Note that the formula $\sigma \mapsto \sigma^2/2\tau^2 - \log \sigma$ is minimized by $\sigma = \tau$.


This final form of the loss contains:

  1. The standard auto-encoder loss, but with a parametrically noised latent.
  2. A regularization term which keeps the latent (a) small and (b) having the right level of noise.

Variational AutoEncoder

The variational autoencoder is defined as a latent variable model where the latent is a restricted Gaussian as above, and $p_\theta(x \mid z)$, $\mu_\phi(x)$ and $\sigma_\phi^2(x)$ are all given by neural networks.

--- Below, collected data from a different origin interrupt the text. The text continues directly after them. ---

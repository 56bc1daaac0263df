use super::*;
use crate::dmri::test_support::{NiftiWriter, gzip};
use crate::error::ErrorCode;

fn ramp(n: usize) -> Vec<f32> {
    #[allow(clippy::cast_precision_loss)]
    (0..n).map(|i| i as f32).collect()
}

#[test]
fn parses_gzipped_float_volume() {
    let writer = NiftiWriter::new([3, 2, 2, 2]);
    let values = ramp(24);
    let vol = parse_nifti(&gzip(&writer.encode(&values))).unwrap();
    assert_eq!(vol.grid.dims, [3, 2, 2]);
    assert_eq!(vol.n_volumes, 2);
    assert_eq!(vol.data, values);
    assert!((vol.value(1, 1) - 13.0).abs() < f32::EPSILON);
    assert_eq!(vol.volume(1).len(), 12);
}

#[test]
fn parses_uncompressed_bytes() {
    let writer = NiftiWriter::new([2, 2, 2, 1]);
    let vol = parse_nifti(&writer.encode(&ramp(8))).unwrap();
    assert_eq!(vol.n_volumes, 1);
    assert_eq!(vol.data.len(), 8);
}

#[test]
fn parses_big_endian_header() {
    let mut writer = NiftiWriter::new([2, 2, 1, 1]);
    writer.big_endian = true;
    let vol = parse_nifti(&writer.encode(&[1.0, 2.0, 3.0, 4.0])).unwrap();
    assert_eq!(vol.data, vec![1.0, 2.0, 3.0, 4.0]);
}

#[test]
fn applies_scl_slope_and_intercept_to_int16() {
    let mut writer = NiftiWriter::new([2, 1, 1, 1]);
    writer.datatype = 4;
    writer.slope = 2.0;
    writer.inter = 1.0;
    let vol = parse_nifti(&writer.encode(&[3.0, 5.0])).unwrap();
    assert_eq!(vol.data, vec![7.0, 11.0]);
}

#[test]
fn sform_takes_precedence() {
    let mut writer = NiftiWriter::new([2, 2, 2, 1]);
    writer.sform = Some([[-2.0, 0.0, 0.0, 90.0], [0.0, 2.0, 0.0, -126.0], [0.0, 0.0, 2.0, -72.0]]);
    writer.qform = Some((0.0, 0.0, 1.0, [5.0, 5.0, 5.0], 1.0));
    let vol = parse_nifti(&writer.encode(&ramp(8))).unwrap();
    assert_eq!(vol.affine.apply([1.0, 1.0, 1.0]), [88.0, -124.0, -70.0]);
}

#[test]
fn qform_quaternion_rotates_axes() {
    // Quaternion (b, c, d) = (0, 0, 1) is a 180° rotation about z.
    let mut writer = NiftiWriter::new([2, 2, 2, 1]);
    writer.pixdim = [2.0, 3.0, 4.0];
    writer.qform = Some((0.0, 0.0, 1.0, [10.0, 20.0, 30.0], 1.0));
    let vol = parse_nifti(&writer.encode(&ramp(8))).unwrap();
    let p = vol.affine.apply([1.0, 1.0, 1.0]);
    assert!((p[0] - 8.0).abs() < 1e-6);
    assert!((p[1] - 17.0).abs() < 1e-6);
    assert!((p[2] - 34.0).abs() < 1e-6);
}

#[test]
fn falls_back_to_pixdim_scaling() {
    let mut writer = NiftiWriter::new([2, 2, 2, 1]);
    writer.pixdim = [1.5, 1.5, 2.5];
    let vol = parse_nifti(&writer.encode(&ramp(8))).unwrap();
    assert_eq!(vol.affine.voxel_size(), [1.5, 1.5, 2.5]);
}

#[test]
fn rejects_short_input() {
    let err = parse_nifti(&[0u8; 10]).unwrap_err();
    assert!(matches!(err, NiftiError::TooShort { len: 10 }));
    assert_eq!(err.error_code(), "E_NIFTI_HEADER");
}

#[test]
fn rejects_bad_header_size() {
    let mut bytes = NiftiWriter::new([1, 1, 1, 1]).encode(&[0.0]);
    bytes[0..4].copy_from_slice(&540i32.to_le_bytes());
    assert!(matches!(parse_nifti(&bytes), Err(NiftiError::BadHeaderSize(540))));
}

#[test]
fn rejects_pair_magic() {
    let mut bytes = NiftiWriter::new([1, 1, 1, 1]).encode(&[0.0]);
    bytes[344..348].copy_from_slice(b"ni1\0");
    assert!(matches!(parse_nifti(&bytes), Err(NiftiError::BadMagic)));
}

#[test]
fn rejects_unknown_datatype() {
    let mut writer = NiftiWriter::new([1, 1, 1, 1]);
    writer.datatype = 128; // RGB24
    assert!(matches!(parse_nifti(&writer.encode(&[0.0])), Err(NiftiError::UnsupportedDatatype(128))));
}

#[test]
fn rejects_truncated_payload() {
    let mut bytes = NiftiWriter::new([2, 2, 2, 2]).encode(&ramp(16));
    bytes.truncate(bytes.len() - 8);
    let err = parse_nifti(&bytes).unwrap_err();
    assert!(matches!(err, NiftiError::Truncated { expected: 64, actual: 56 }));
}

#[test]
fn rejects_corrupt_gzip() {
    let mut bytes = gzip(&NiftiWriter::new([2, 2, 2, 1]).encode(&ramp(8)));
    bytes.truncate(20);
    assert!(matches!(parse_nifti(&bytes), Err(NiftiError::Decompress(_))));
}

#[test]
fn read_nifti_from_disk() {
    let mut file = tempfile::Builder::new().suffix(".nii.gz").tempfile().unwrap();
    std::io::Write::write_all(&mut file, &gzip(&NiftiWriter::new([2, 1, 1, 1]).encode(&[4.0, 5.0]))).unwrap();
    let vol = read_nifti(file.path(), DEFAULT_MAX_IMAGE_BYTES).unwrap();
    assert_eq!(vol.data, vec![4.0, 5.0]);
}

#[test]
fn gzip_that_inflates_past_the_limit_is_rejected() {
    let mut bytes = NiftiWriter::new([2, 2, 2, 1]).encode(&ramp(8));
    bytes.resize(bytes.len() + 4 * 1024 * 1024, 0);
    let packed = gzip(&bytes);
    assert!(packed.len() < 64 * 1024, "zeros compress well: {}", packed.len());

    let err = parse_nifti_limited(&packed, 1024 * 1024).unwrap_err();
    assert!(matches!(err, NiftiError::TooLarge { limit: 1_048_576 }));
    assert_eq!(err.error_code(), "E_NIFTI_TOO_LARGE");

    let vol = parse_nifti_limited(&packed, bytes.len()).unwrap();
    assert_eq!(vol.data, ramp(8));
}

#[test]
fn uncompressed_input_respects_the_limit() {
    let bytes = NiftiWriter::new([2, 2, 2, 1]).encode(&ramp(8));
    assert!(matches!(parse_nifti_limited(&bytes, 100), Err(NiftiError::TooLarge { limit: 100 })));
    assert!(parse_nifti_limited(&bytes, bytes.len()).is_ok());
}
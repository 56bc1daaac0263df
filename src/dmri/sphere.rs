//! Discrete sphere used to sample ODFs.
//!
//! 362 quasi-uniform hemisphere points (Fibonacci lattice) plus their
//! antipodes, 724 vertices total. Vertex `i + HEMI` is `-vertex(i)`. Neighbor
//! lists connect vertices closer than [`NEIGHBOR_ANGLE_DEG`] and drive the
//! local-maximum search in peak extraction.

use std::sync::OnceLock;

pub const HEMI_VERTICES: usize = 362;
pub const NEIGHBOR_ANGLE_DEG: f64 = 12.0;

#[derive(Debug)]
pub struct Sphere {
    pub vertices: Vec<[f64; 3]>,
    pub neighbors: Vec<Vec<usize>>,
}

/// Shared 724-vertex sphere, built on first use.
pub fn default_sphere() -> &'static Sphere {
    static SPHERE: OnceLock<Sphere> = OnceLock::new();
    SPHERE.get_or_init(|| Sphere::fibonacci(HEMI_VERTICES, NEIGHBOR_ANGLE_DEG))
}

impl Sphere {
    /// Build an antipodally symmetric sphere from `hemi` Fibonacci points on
    /// the upper hemisphere.
    #[must_use]
    #[allow(clippy::cast_precision_loss)]
    pub fn fibonacci(hemi: usize, neighbor_angle_deg: f64) -> Self {
        let golden = std::f64::consts::PI * (3.0 - 5f64.sqrt());
        let mut vertices = Vec::with_capacity(2 * hemi);
        for i in 0..hemi {
            let z = (i as f64 + 0.5) / hemi as f64;
            let r = (1.0 - z * z).sqrt();
            let phi = golden * i as f64;
            vertices.push([r * phi.cos(), r * phi.sin(), z]);
        }
        for i in 0..hemi {
            let [x, y, z] = vertices[i];
            vertices.push([-x, -y, -z]);
        }

        let cos_limit = neighbor_angle_deg.to_radians().cos();
        let neighbors = (0..vertices.len())
            .map(|i| {
                (0..vertices.len())
                    .filter(|&j| j != i && super::tensor::dot(vertices[i], vertices[j]) >= cos_limit)
                    .collect()
            })
            .collect();

        Self { vertices, neighbors }
    }

    #[must_use]
    pub fn len(&self) -> usize {
        self.vertices.len()
    }

    #[must_use]
    pub fn is_empty(&self) -> bool {
        self.vertices.is_empty()
    }
}
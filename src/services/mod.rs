pub mod chat;
pub mod session;
pub mod tract;
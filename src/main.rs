mod config;
mod dmri;
mod error;
mod llm;
mod routes;
mod services;
mod state;
mod viz;

use std::sync::Arc;

use tracing_subscriber::EnvFilter;

#[tokio::main]
async fn main() {
    let _ = dotenvy::dotenv();
    tracing_subscriber::fmt()
        .with_env_filter(EnvFilter::try_from_default_env().unwrap_or_else(|_| EnvFilter::new("info")))
        .init();

    let config = config::AppConfig::from_env();
    let port = config.port;

    // Initialize LLM client (non-fatal: chat falls back if config missing).
    let llm: Option<Arc<dyn llm::LlmChat>> = match llm::LlmClient::from_env() {
        Ok(client) => {
            tracing::info!(model = client.model(), "LLM client initialized");
            Some(Arc::new(client) as Arc<dyn llm::LlmChat>)
        }
        Err(e) => {
            tracing::warn!(error = %e, "LLM client not configured, NeuroBot will reply with the fallback message");
            None
        }
    };

    let state = state::AppState::new(config, llm);
    let app = routes::app(state);
    let listener = tokio::net::TcpListener::bind(format!("0.0.0.0:{port}"))
        .await
        .expect("failed to bind");

    tracing::info!(%port, "neurolab listening");
    axum::serve(listener, app).await.expect("server failed");
}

Example: Mixture of Gaussians (EM algorithm)

Consider the two-stage model

$$k \sim \mathrm{Categorical}(p_1, \dots, p_K)$$
$$x \mid k \sim \mathcal N(\mu_z, \Sigma_z)$$

parametrized by $\theta = ((p_1, \mu_1, \Sigma_1), \dots, (p_K, \mu_K, \Sigma_K))$. This called a Mixture of Gaussians. Given a dataset $\\{x_1, \dots, x_n\\}$ of samples, our goal will be to maximize the model’s log-likelihood of the uniform distribution over the dataset, which is equal to the following

\begin{align*} &\ell\ell(\mathcal U(x_1, \dots, x_n); p_\theta) \\ &\quad\quad\quad= \sum_{i=1}^n \log\left(\sum_{k=1}^K p_k \cdot (2\pi|\Sigma_k|)^{-\frac12}\exp\left(-\tfrac12(x_i-\mu_k)^T\Sigma_k^{-1}(x_i-\mu_k)\right)\right) \end{align*}

Technically, $\ell\ell(\mathcal U(x_1, \dots, x_n); p_\theta)$ is differentiable with respect to $\theta$. So perhaps we could just optimize it via gradient descent.

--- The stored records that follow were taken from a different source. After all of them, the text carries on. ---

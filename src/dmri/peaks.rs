//! Peak extraction from sampled ODFs.
//!
//! DESIGN
//! ======
//! For each masked voxel the tensor ODF is evaluated on every sphere vertex.
//! Peaks are the discrete local maxima, filtered in three steps:
//!
//! 1. keep maxima whose height above the ODF floor is at least
//!    `relative_peak_threshold` of the tallest one,
//! 2. drop any maximum within `min_separation_angle` of a stronger one
//!    (antipodes count as the same axis),
//! 3. keep at most `npeaks`.

use super::grid::Grid;
use super::sphere::Sphere;
use super::tensor::{TensorFit, dot};

/// Peak-selection thresholds.
#[derive(Debug, Clone, Copy, PartialEq)]
pub struct PeakSettings {
    pub relative_peak_threshold: f64,
    pub min_separation_angle: f64,
    pub npeaks: usize,
}

/// Local maxima of `odf` over the sphere graph, strongest first.
///
/// A vertex is a maximum when no neighbor is strictly larger. Plateaus keep
/// every tied vertex.
#[must_use]
pub fn local_maxima(odf: &[f64], neighbors: &[Vec<usize>]) -> Vec<(f64, usize)> {
    let mut maxima: Vec<(f64, usize)> = odf
        .iter()
        .enumerate()
        .filter(|(i, v)| neighbors[*i].iter().all(|&j| odf[j] <= **v))
        .map(|(i, v)| (*v, i))
        .collect();
    maxima.sort_by(|a, b| b.0.total_cmp(&a.0).then(a.1.cmp(&b.1)));
    maxima
}

/// Indices of `dirs` that survive angular de-duplication, in input order.
///
/// Each direction is kept unless it lies within `min_angle_deg` of an
/// already kept one, treating `v` and `-v` as equal.
#[must_use]
pub fn remove_similar(dirs: &[[f64; 3]], min_angle_deg: f64) -> Vec<usize> {
    let cos_limit = min_angle_deg.to_radians().cos();
    let mut kept: Vec<usize> = Vec::new();
    for (i, d) in dirs.iter().enumerate() {
        if kept.iter().all(|&k| dot(dirs[k], *d).abs() < cos_limit) {
            kept.push(i);
        }
    }
    kept
}

/// Peak directions of one ODF sampled on `sphere`.
#[must_use]
pub fn peak_directions(odf: &[f64], sphere: &Sphere, settings: &PeakSettings) -> Vec<[f64; 3]> {
    let maxima = local_maxima(odf, &sphere.neighbors);
    match maxima.first() {
        None => return Vec::new(),
        Some((top, _)) if *top < 0.0 => return Vec::new(),
        Some((_, idx)) if maxima.len() == 1 => return vec![sphere.vertices[*idx]],
        Some(_) => {}
    }

    let floor = odf.iter().copied().fold(f64::INFINITY, f64::min).max(0.0);
    let cutoff = (maxima[0].0 - floor) * settings.relative_peak_threshold;
    let candidates: Vec<[f64; 3]> = maxima
        .iter()
        .take_while(|(v, _)| v - floor >= cutoff)
        .map(|(_, i)| sphere.vertices[*i])
        .collect();

    remove_similar(&candidates, settings.min_separation_angle)
        .into_iter()
        .take(settings.npeaks)
        .map(|i| candidates[i])
        .collect()
}

// =============================================================================
// PEAK FIELD
// =============================================================================

/// Per-voxel peak directions in voxel orientation.
#[derive(Debug, Clone)]
pub struct PeakField {
    pub grid: Grid,
    pub peaks: Vec<Vec<[f64; 3]>>,
}

impl PeakField {
    /// Peaks of the voxel nearest to voxel-space point `p`; empty outside.
    #[must_use]
    pub fn at(&self, p: [f64; 3]) -> &[[f64; 3]] {
        self.grid.nearest(p).map_or(&[], |i| self.peaks[i].as_slice())
    }

    /// Number of voxels carrying at least one peak.
    #[must_use]
    pub fn voxels_with_peaks(&self) -> usize {
        self.peaks.iter().filter(|p| !p.is_empty()).count()
    }
}

/// Evaluate the tensor ODF of every masked voxel and extract its peaks.
#[must_use]
pub fn peaks_from_fit(fit: &TensorFit, mask: &[bool], sphere: &Sphere, settings: &PeakSettings) -> PeakField {
    let mut odf = vec![0.0; sphere.len()];
    let peaks = fit
        .tensors
        .iter()
        .zip(mask)
        .map(|(tensor, inside)| match tensor {
            Some(t) if *inside => {
                for (o, v) in odf.iter_mut().zip(&sphere.vertices) {
                    *o = t.odf(*v);
                }
                peak_directions(&odf, sphere, settings)
            }
            _ => Vec::new(),
        })
        .collect();
    PeakField { grid: fit.grid, peaks }
}

#[cfg(test)]
#[path = "peaks_test.rs"]
mod tests;
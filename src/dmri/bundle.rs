//! Scan bundle loading and validation.
//!
//! DESIGN
//! ======
//! An upload is three byte streams: the DWI image, b-vectors and b-values.
//! The image is buffered to a temporary file for the duration of one load,
//! parsed, and the gradient files are checked against its volume count.
//! Any mismatch is terminal for the bundle: nothing downstream runs.
//!
//! The SHA-256 digest of the triple lets callers skip reloading when the same
//! files are submitted again.

use std::io::Write as _;

use sha2::{Digest, Sha256};
use tracing::{info, warn};

use super::gradients::{self, GradientError, GradientTable};
use super::nifti::{self, NiftiError, Volume};

pub const DEFAULT_B0_THRESHOLD: f64 = 50.0;
pub const MISMATCH_MESSAGE: &str = "Mismatch between DWI volumes and gradient table!";

// =============================================================================
// ERROR
// =============================================================================

#[derive(Debug, thiserror::Error)]
pub enum BundleError {
    #[error("failed to buffer upload: {0}")]
    Buffer(#[from] std::io::Error),
    #[error(transparent)]
    Nifti(#[from] NiftiError),
    #[error("{file}: {source}")]
    Gradient {
        file: &'static str,
        #[source]
        source: GradientError,
    },
    #[error("{file} is not valid UTF-8 text")]
    Encoding { file: &'static str },
    #[error("{}", MISMATCH_MESSAGE)]
    Mismatch { volumes: usize, bvecs: usize, bvals: usize },
}

impl crate::error::ErrorCode for BundleError {
    fn error_code(&self) -> &'static str {
        match self {
            Self::Buffer(_) => "E_UPLOAD_IO",
            Self::Nifti(e) => e.error_code(),
            Self::Gradient { source, .. } => source.error_code(),
            Self::Encoding { .. } => "E_GRADIENT_FORMAT",
            Self::Mismatch { .. } => "E_GRADIENT_MISMATCH",
        }
    }
}

// =============================================================================
// TYPES
// =============================================================================

/// Raw uploaded files.
#[derive(Debug, Clone, Default)]
pub struct BundleUpload {
    pub dwi: Vec<u8>,
    pub bvecs: Vec<u8>,
    pub bvals: Vec<u8>,
}

impl BundleUpload {
    /// Hex SHA-256 over the three files, length-prefixed so boundaries matter.
    #[must_use]
    pub fn digest(&self) -> String {
        let mut hasher = Sha256::new();
        for part in [&self.dwi, &self.bvecs, &self.bvals] {
            hasher.update((part.len() as u64).to_le_bytes());
            hasher.update(part);
        }
        hex::encode(hasher.finalize())
    }
}

/// Knobs for [`load_bundle`].
#[derive(Debug, Clone, Copy, PartialEq)]
pub struct LoadOptions {
    /// Volumes with a b-value at or below this are treated as b0.
    pub b0_threshold: f64,
    /// Cap on the decompressed image size.
    pub max_image_bytes: usize,
}

impl Default for LoadOptions {
    fn default() -> Self {
        Self { b0_threshold: DEFAULT_B0_THRESHOLD, max_image_bytes: nifti::DEFAULT_MAX_IMAGE_BYTES }
    }
}

/// A validated scan: image plus matching gradient table.
#[derive(Debug, Clone)]
pub struct ScanBundle {
    pub volume: Volume,
    pub gtab: GradientTable,
}

// =============================================================================
// LOADING
// =============================================================================

/// Load and validate an uploaded bundle.
///
/// # Errors
///
/// Returns [`BundleError::Mismatch`] when the gradient counts disagree with
/// the image's volume count, and other variants for unreadable inputs.
pub fn load_bundle(upload: &BundleUpload, options: &LoadOptions) -> Result<ScanBundle, BundleError> {
    let volume = load_volume(&upload.dwi, options.max_image_bytes)?;

    let bvecs_text = std::str::from_utf8(&upload.bvecs).map_err(|_| BundleError::Encoding { file: "bvecs" })?;
    let bvals_text = std::str::from_utf8(&upload.bvals).map_err(|_| BundleError::Encoding { file: "bvals" })?;
    let bvecs = gradients::parse_bvecs(bvecs_text).map_err(|source| BundleError::Gradient { file: "bvecs", source })?;
    let bvals = gradients::parse_bvals(bvals_text).map_err(|source| BundleError::Gradient { file: "bvals", source })?;

    if bvecs.len() != volume.n_volumes || bvals.len() != volume.n_volumes {
        warn!(volumes = volume.n_volumes, bvecs = bvecs.len(), bvals = bvals.len(), "bundle: gradient table mismatch");
        return Err(BundleError::Mismatch { volumes: volume.n_volumes, bvecs: bvecs.len(), bvals: bvals.len() });
    }

    let gtab = GradientTable::new(bvals, bvecs, options.b0_threshold)
        .map_err(|source| BundleError::Gradient { file: "bvals", source })?;
    info!(
        dims = ?volume.grid.dims,
        volumes = volume.n_volumes,
        b0s = gtab.b0s_mask().iter().filter(|b| **b).count(),
        "bundle: loaded"
    );
    Ok(ScanBundle { volume, gtab })
}

/// Buffer image bytes to a temp file and read them back as NIfTI.
fn load_volume(bytes: &[u8], max_bytes: usize) -> Result<Volume, BundleError> {
    let mut tmp = tempfile::Builder::new()
        .prefix("neurolab-dwi-")
        .suffix(".nii.gz")
        .tempfile()?;
    tmp.write_all(bytes)?;
    tmp.flush()?;
    Ok(nifti::read_nifti(tmp.path(), max_bytes)?)
}

#[cfg(test)]
#[path = "bundle_test.rs"]
mod tests;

Problem: Direct gradient descent can fail due to exponentially vanishing gradients

Suppose that the true distribution is a mixture of $K=2$ unidimensional Gaussians, with $p_1 = p_2 = 1/2$, $\sigma_1^2 = \sigma_2^2 = 1$, $\mu_1 = 9$, and $\mu_2 = 11$. But suppose we initialize with $\mu_1 = -1, \mu_2 = +1$. Then for a datapoint $x = 8.0$, we have

$$\frac{p_\theta(x \mid k=1)}{p_\theta(x \mid k=2)} = \frac{\exp(-(8+1)^2/2)}{\exp(-(8-1)^2/2)} = \exp(-16) \approx 0.$$

Therefore, almost all of the conditional probability will come from the latent being $k = 2$. And the inner sum will therefore give vanishingly small gradient to $\mu_1,\sigma^2_1$.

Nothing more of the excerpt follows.